* _YOUR GOAL_:
Pull each line containing "message" from the data.

────────────────────

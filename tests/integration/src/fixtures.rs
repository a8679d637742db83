//! Test fixtures and data generators
//!
//! Provides inbound payloads shaped like the events the Slack relay publishes.

use serde::Serialize;
use std::sync::atomic::{AtomicU64, Ordering};

/// Counter for unique test data
static COUNTER: AtomicU64 = AtomicU64::new(1);

/// Get a unique suffix for test data
pub fn unique_suffix() -> u64 {
    COUNTER.fetch_add(1, Ordering::SeqCst)
}

/// Originator used by default in fixtures
pub const HUMAN_USER: &str = "U0HUMAN";
/// Bot user listed in the default authorizations
pub const BOT_USER: &str = "U0BOT";
/// Container used by default in fixtures
pub const CHANNEL: &str = "C0GENERAL";
/// Item timestamp used by default in fixtures
pub const TS: &str = "1700000000.000100";

/// Reacted-to item
#[derive(Debug, Clone, Serialize)]
pub struct ItemFixture {
    #[serde(rename = "type")]
    pub kind: String,
    pub channel: String,
    pub ts: String,
}

/// Inner event object
#[derive(Debug, Clone, Serialize)]
pub struct EventFixture {
    #[serde(rename = "type")]
    pub kind: String,
    pub user: String,
    pub reaction: String,
    pub item: ItemFixture,
    pub event_ts: String,
}

/// Authorization entry
#[derive(Debug, Clone, Serialize)]
pub struct AuthorizationFixture {
    pub user_id: String,
    pub is_bot: bool,
}

/// Full inbound payload
#[derive(Debug, Clone, Serialize)]
pub struct ReactionPayload {
    pub team_id: String,
    pub event: EventFixture,
    pub authorizations: Vec<AuthorizationFixture>,
}

impl ReactionPayload {
    /// A human user adding `reaction` to a message
    pub fn reaction(reaction: &str) -> Self {
        Self {
            team_id: "T0TEAM".to_string(),
            event: EventFixture {
                kind: "reaction_added".to_string(),
                user: HUMAN_USER.to_string(),
                reaction: reaction.to_string(),
                item: ItemFixture {
                    kind: "message".to_string(),
                    channel: CHANNEL.to_string(),
                    ts: TS.to_string(),
                },
                event_ts: "1700000001.000200".to_string(),
            },
            authorizations: vec![AuthorizationFixture {
                user_id: BOT_USER.to_string(),
                is_bot: true,
            }],
        }
    }

    /// Same payload with a unique item timestamp
    pub fn unique(reaction: &str) -> Self {
        Self::reaction(reaction).with_target(CHANNEL, &format!("1700000000.{:06}", unique_suffix()))
    }

    /// Performed by the bot user listed in the authorizations
    pub fn by_bot(mut self) -> Self {
        self.event.user = BOT_USER.to_string();
        self
    }

    pub fn with_event_kind(mut self, kind: &str) -> Self {
        self.event.kind = kind.to_string();
        self
    }

    pub fn with_item_kind(mut self, kind: &str) -> Self {
        self.event.item.kind = kind.to_string();
        self
    }

    pub fn with_target(mut self, channel: &str, ts: &str) -> Self {
        self.event.item.channel = channel.to_string();
        self.event.item.ts = ts.to_string();
        self
    }

    /// Serialize to the wire form
    pub fn to_json(&self) -> String {
        serde_json::to_string(self).unwrap_or_default()
    }
}

/// Payload that is not valid JSON
pub const MALFORMED_PAYLOAD: &str = r#"{"event": {"type": "reaction_added""#;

────────────────────

* _WRITTEN RESPONSE_:
    /// A human user adding `reaction` to a message
                    kind: "message".to_string(),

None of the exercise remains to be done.